— Task statement —
Lines in the listing below containing the string "delta" are to be identified and copied.

--- Task material Enclosed Below ---

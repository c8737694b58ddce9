use std::{fmt::Display, io::Write, sync::atomic};

/// Shared counter of finished work, printed as a bar on stdout
pub struct Progress {
    current: atomic::AtomicUsize,
    max: usize,
}

impl Progress {
    pub fn new(max: usize) -> Self {
        Self {
            current: Default::default(),
            max,
        }
    }
    pub fn inc(&self) -> usize {
        self.current.fetch_add(1, atomic::Ordering::SeqCst)
    }
    pub fn get_raw(&self) -> usize {
        self.current.load(atomic::Ordering::SeqCst)
    }

    pub fn print(&self) {
        print!("\r{self}");
        let _ = std::io::stdout().flush();
    }
}

impl Display for Progress {
    fn fmt(&self, f: &mut std::fmt::Formatter<'_>) -> std::fmt::Result {
        let percent = if self.max == 0 {
            1.
        } else {
            (self.get_raw() as f32 / self.max as f32).clamp(0.0, 1.0)
        };
        PercentBar { percent, width: 50 }.fmt(f)
    }
}

pub struct PercentBar {
    pub percent: f32,
    pub width: usize,
}

impl Display for PercentBar {
    #[inline]
    fn fmt(&self, f: &mut std::fmt::Formatter<'_>) -> std::fmt::Result {
        let filled = ((self.width - 1) as f32 * self.percent).round() as usize;
        write!(
            f,
            "[{empty:=>width_left$}>{empty:.<width_right$}] {percent:.1}%",
            empty = "",
            width_left = filled,
            width_right = self.width - 1 - filled,
            percent = 100. * self.percent
        )
    }
}
use glam::Vec3;

use crate::{
    material::presets,
    scene::{Light, Scene},
    shape::{Checkerboard, Sphere},
};

/// Every feature at once: diffuse, glass and mirror spheres above a checkerboard floor.
pub struct ShowcaseScene;
impl From<ShowcaseScene> for Scene {
    fn from(_: ShowcaseScene) -> Self {
        let mut scene = Scene::default();
        scene.insert_sphere(Sphere::new(Vec3::new(-3., 0., -16.), 2., presets::ivory()));
        scene.insert_sphere(Sphere::new(Vec3::new(-1.0, -1.5, -12.), 2., presets::glass()));
        scene.insert_sphere(Sphere::new(Vec3::new(1.5, -0.5, -18.), 3., presets::red_rubber()));
        scene.insert_sphere(Sphere::new(Vec3::new(7., 5., -18.), 4., presets::mirror()));

        scene.insert_light(Light::new(Vec3::new(-20., 20., 20.), 1.5));
        scene.insert_light(Light::new(Vec3::new(30., 50., -25.), 1.8));
        scene.insert_light(Light::new(Vec3::new(30., 20., 30.), 1.7));

        scene.set_floor(Checkerboard::default());
        scene
    }
}
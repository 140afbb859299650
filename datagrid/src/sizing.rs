//! Column sizing engine.
//!
//! Widths are pure derived state: a function of the column model, user resize
//! overrides, and any live resize gesture. The resulting [`SizingTable`] is
//! rebuilt from scratch on every size-affecting change and never carries
//! entries for columns that no longer exist.

use std::collections::HashMap;

use log::trace;

use crate::column::{ColumnGroup, LeafColumn, Pin};
use crate::config::DefaultColumn;

/// Width of the row sequence number column.
pub const SEQUENCE_COLUMN_WIDTH: u32 = 64;

/// Width of the row selection checkbox column.
pub const CHECKBOX_COLUMN_WIDTH: u32 = 48;

/// Sticky offset of the first left-pinned column.
pub const LEFT_PIN_START: u32 = SEQUENCE_COLUMN_WIDTH + CHECKBOX_COLUMN_WIDTH;

/// Resolved sizes for one leaf column.
#[derive(Debug, Clone, Copy, PartialEq, Eq)]
pub struct ColumnSizes {
    /// Width bound to the header cell.
    pub header_size: u32,
    /// Width bound to body cells.
    pub column_size: u32,
    /// Sticky offset for pinned columns.
    pub offset: Option<u32>,
}

/// Sizes keyed by column id, in column order.
#[derive(Debug, Clone, Default, PartialEq)]
pub struct SizingTable {
    order: Vec<String>,
    entries: HashMap<String, ColumnSizes>,
    groups: HashMap<String, u32>,
}

impl SizingTable {
    pub fn get(&self, column_id: &str) -> Option<&ColumnSizes> {
        self.entries.get(column_id)
    }

    /// Header width of a group: the sum of its visible leaves.
    pub fn group_size(&self, group_id: &str) -> Option<u32> {
        self.groups.get(group_id).copied()
    }

    pub fn contains(&self, column_id: &str) -> bool {
        self.entries.contains_key(column_id)
    }

    pub fn len(&self) -> usize {
        self.order.len()
    }

    pub fn is_empty(&self) -> bool {
        self.order.is_empty()
    }

    /// Column ids in order.
    pub fn ids(&self) -> impl Iterator<Item = &str> {
        self.order.iter().map(String::as_str)
    }

    /// Sum of all body column widths.
    pub fn total_width(&self) -> u32 {
        self.entries.values().map(|s| s.column_size).sum()
    }

    /// Named size quantities for the rendering layer.
    ///
    /// Two per column: `--header-{id}-size` and `--col-{id}-size`.
    pub fn variables(&self) -> Vec<(String, String)> {
        let mut vars = Vec::with_capacity(self.order.len() * 2);
        for id in &self.order {
            if let Some(sizes) = self.entries.get(id) {
                vars.push((format!("--header-{}-size", id), format!("{}px", sizes.header_size)));
                vars.push((format!("--col-{}-size", id), format!("{}px", sizes.column_size)));
            }
        }
        vars
    }
}

/// A resize drag in progress.
#[derive(Debug, Clone, PartialEq, Eq)]
pub struct ResizeGesture {
    pub column_id: String,
    /// Width when the gesture began.
    pub start_width: u32,
    /// Accumulated pointer movement in pixels.
    pub delta: i64,
}

impl ResizeGesture {
    /// Unclamped width the gesture currently proposes.
    pub fn preview_width(&self) -> u32 {
        (self.start_width as i64 + self.delta).clamp(0, u32::MAX as i64) as u32
    }
}

/// User-driven resize state.
#[derive(Debug, Clone, Default, PartialEq)]
pub struct ColumnSizing {
    overrides: HashMap<String, u32>,
    gesture: Option<ResizeGesture>,
}

impl ColumnSizing {
    pub fn new() -> Self {
        Self::default()
    }

    /// Committed width override for a column.
    pub fn override_for(&self, column_id: &str) -> Option<u32> {
        self.overrides.get(column_id).copied()
    }

    pub fn set_override(&mut self, column_id: impl Into<String>, width: u32) {
        self.overrides.insert(column_id.into(), width);
    }

    pub fn gesture(&self) -> Option<&ResizeGesture> {
        self.gesture.as_ref()
    }

    /// Start dragging a column edge. Replaces any gesture already live.
    pub fn begin_resize(&mut self, column_id: impl Into<String>, current_width: u32) {
        self.gesture = Some(ResizeGesture {
            column_id: column_id.into(),
            start_width: current_width,
            delta: 0,
        });
    }

    /// Set the accumulated movement of the live gesture.
    pub fn update_resize(&mut self, delta: i64) -> bool {
        match self.gesture.as_mut() {
            Some(gesture) => {
                gesture.delta = delta;
                true
            }
            None => false,
        }
    }

    /// Commit the live gesture as an override.
    pub fn finish_resize(&mut self) -> Option<(String, u32)> {
        let gesture = self.gesture.take()?;
        let width = gesture.preview_width();
        self.overrides.insert(gesture.column_id.clone(), width);
        Some((gesture.column_id, width))
    }

    /// Drop the live gesture without committing it.
    pub fn cancel_resize(&mut self) -> bool {
        self.gesture.take().is_some()
    }

    /// Forget overrides and gestures for columns not in `ids`.
    pub fn retain<'a>(&mut self, ids: impl IntoIterator<Item = &'a str>) {
        let keep: std::collections::HashSet<&str> = ids.into_iter().collect();
        self.overrides.retain(|id, _| keep.contains(id.as_str()));
        if self
            .gesture
            .as_ref()
            .is_some_and(|g| !keep.contains(g.column_id.as_str()))
        {
            self.gesture = None;
        }
    }

    fn requested_width(&self, column_id: &str) -> Option<u32> {
        match &self.gesture {
            Some(gesture) if gesture.column_id == column_id => Some(gesture.preview_width()),
            _ => self.override_for(column_id),
        }
    }
}

/// Resolve the clamped width of one column.
pub fn column_width(column: &LeafColumn, sizing: &ColumnSizing, defaults: &DefaultColumn) -> u32 {
    let min = column.min_width.unwrap_or(defaults.min_size);
    let max = column.max_width.unwrap_or(defaults.max_size).max(min);
    sizing
        .requested_width(&column.id)
        .or(column.width)
        .unwrap_or(defaults.size)
        .clamp(min, max)
}

/// Rebuild the sizing table for `columns`.
///
/// Every column passed in gets exactly one entry. Groups get the summed width
/// of their leaves that are present in `columns`.
pub fn recompute(
    columns: &[&LeafColumn],
    groups: &[ColumnGroup],
    sizing: &ColumnSizing,
    defaults: &DefaultColumn,
) -> SizingTable {
    let mut table = SizingTable {
        order: Vec::with_capacity(columns.len()),
        entries: HashMap::with_capacity(columns.len()),
        groups: HashMap::with_capacity(groups.len()),
    };

    let mut left_offset = LEFT_PIN_START;
    for column in columns {
        let width = column_width(column, sizing, defaults);
        let offset = match column.pin {
            Some(Pin::Left) => {
                let offset = left_offset;
                left_offset += width;
                Some(offset)
            }
            _ => None,
        };
        table.order.push(column.id.clone());
        table.entries.insert(
            column.id.clone(),
            ColumnSizes {
                header_size: width,
                column_size: width,
                offset,
            },
        );
    }

    // Right-pinned columns stick to the right edge, so offsets accumulate
    // from the last column backwards.
    let mut right_offset = 0;
    for column in columns.iter().rev() {
        if column.pin == Some(Pin::Right)
            && let Some(sizes) = table.entries.get_mut(&column.id)
        {
            sizes.offset = Some(right_offset);
            right_offset += sizes.column_size;
        }
    }

    for group in groups {
        let width: u32 = group
            .leaves
            .iter()
            .filter_map(|id| table.entries.get(id))
            .map(|s| s.column_size)
            .sum();
        table.groups.insert(group.id.clone(), width);
    }

    trace!("recomputed sizes for {} columns", table.len());
    table
}

#[cfg(test)]
mod tests {
    use super::*;
    use crate::column::{ColumnDef, ColumnModel};
    use crate::config::GridOptions;

    fn model(defs: Vec<ColumnDef>) -> ColumnModel {
        ColumnModel::normalize(&defs, &GridOptions::default()).unwrap()
    }

    fn table(model: &ColumnModel, sizing: &ColumnSizing) -> SizingTable {
        recompute(
            &model.visible_leaves(),
            model.groups(),
            sizing,
            &DefaultColumn::default(),
        )
    }

    #[test]
    fn test_defaults_and_clamping() {
        let model = model(vec![
            ColumnDef::new("a", "A"),
            ColumnDef::new("b", "B").width(60),
            ColumnDef::new("c", "C").width(900),
            ColumnDef::new("d", "D").width(60).min_width(40),
            ColumnDef::new("e", "E").width(500).max_width(600),
        ]);
        let sizes = table(&model, &ColumnSizing::new());

        assert_eq!(sizes.get("a").unwrap().column_size, 150);
        assert_eq!(sizes.get("b").unwrap().column_size, 100);
        assert_eq!(sizes.get("c").unwrap().column_size, 400);
        assert_eq!(sizes.get("d").unwrap().column_size, 60);
        assert_eq!(sizes.get("e").unwrap().column_size, 500);
        assert_eq!(sizes.get("a").unwrap().header_size, 150);
    }

    #[test]
    fn test_override_clamped() {
        let model = model(vec![ColumnDef::new("a", "A")]);
        let mut sizing = ColumnSizing::new();

        sizing.set_override("a", 220);
        assert_eq!(table(&model, &sizing).get("a").unwrap().column_size, 220);

        sizing.set_override("a", 20);
        assert_eq!(table(&model, &sizing).get("a").unwrap().column_size, 100);
    }

    #[test]
    fn test_resize_gesture_lifecycle() {
        let model = model(vec![ColumnDef::new("a", "A"), ColumnDef::new("b", "B")]);
        let mut sizing = ColumnSizing::new();

        sizing.begin_resize("a", 150);
        assert!(sizing.update_resize(40));
        assert_eq!(table(&model, &sizing).get("a").unwrap().column_size, 190);

        assert!(sizing.cancel_resize());
        assert_eq!(table(&model, &sizing).get("a").unwrap().column_size, 150);

        sizing.begin_resize("b", 150);
        sizing.update_resize(-500);
        assert_eq!(sizing.finish_resize(), Some(("b".to_string(), 0)));
        assert!(sizing.gesture().is_none());
        assert_eq!(table(&model, &sizing).get("b").unwrap().column_size, 100);
        assert!(!sizing.update_resize(5));
    }

    #[test]
    fn test_hidden_columns_excluded() {
        let model = model(vec![ColumnDef::new("a", "A"), ColumnDef::new("b", "B").hidden()]);
        let sizes = table(&model, &ColumnSizing::new());

        assert_eq!(sizes.ids().collect::<Vec<_>>(), ["a"]);
        assert!(!sizes.contains("b"));
    }

    #[test]
    fn test_group_sizes() {
        let model = model(vec![
            ColumnDef::new("a", "A"),
            ColumnDef::group(
                "G",
                vec![
                    ColumnDef::new("b", "B").width(120),
                    ColumnDef::new("c", "C").width(130),
                    ColumnDef::new("d", "D").hidden(),
                ],
            ),
        ]);
        let sizes = table(&model, &ColumnSizing::new());
        assert_eq!(sizes.group_size("G"), Some(250));
    }

    #[test]
    fn test_pin_offsets() {
        let model = model(vec![
            ColumnDef::new("a", "A").width(120).pin(Pin::Left),
            ColumnDef::new("b", "B").width(130).pin(Pin::Left),
            ColumnDef::new("c", "C"),
            ColumnDef::new("d", "D").width(110).pin(Pin::Right),
            ColumnDef::new("e", "E").width(140).pin(Pin::Right),
        ]);
        let sizes = table(&model, &ColumnSizing::new());

        assert_eq!(sizes.get("a").unwrap().offset, Some(112));
        assert_eq!(sizes.get("b").unwrap().offset, Some(232));
        assert_eq!(sizes.get("c").unwrap().offset, None);
        assert_eq!(sizes.get("e").unwrap().offset, Some(0));
        assert_eq!(sizes.get("d").unwrap().offset, Some(140));
    }

    #[test]
    fn test_variables() {
        let model = model(vec![ColumnDef::new("code", "Code").width(120)]);
        let vars = table(&model, &ColumnSizing::new()).variables();
        assert_eq!(
            vars,
            vec![
                ("--header-code-size".to_string(), "120px".to_string()),
                ("--col-code-size".to_string(), "120px".to_string()),
            ]
        );
    }

    #[test]
    fn test_retain_drops_stale_overrides() {
        let mut sizing = ColumnSizing::new();
        sizing.set_override("a", 200);
        sizing.set_override("gone", 200);
        sizing.begin_resize("gone", 150);

        sizing.retain(["a"]);
        assert_eq!(sizing.override_for("a"), Some(200));
        assert_eq!(sizing.override_for("gone"), None);
        assert!(sizing.gesture().is_none());
    }
}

--- End of Enclosed Task material ---

— Exercise solution —
    pub delta: i64,
        (self.start_width as i64 + self.delta).clamp(0, u32::MAX as i64) as u32
            delta: 0,
    pub fn update_resize(&mut self, delta: i64) -> bool {
                gesture.delta = delta;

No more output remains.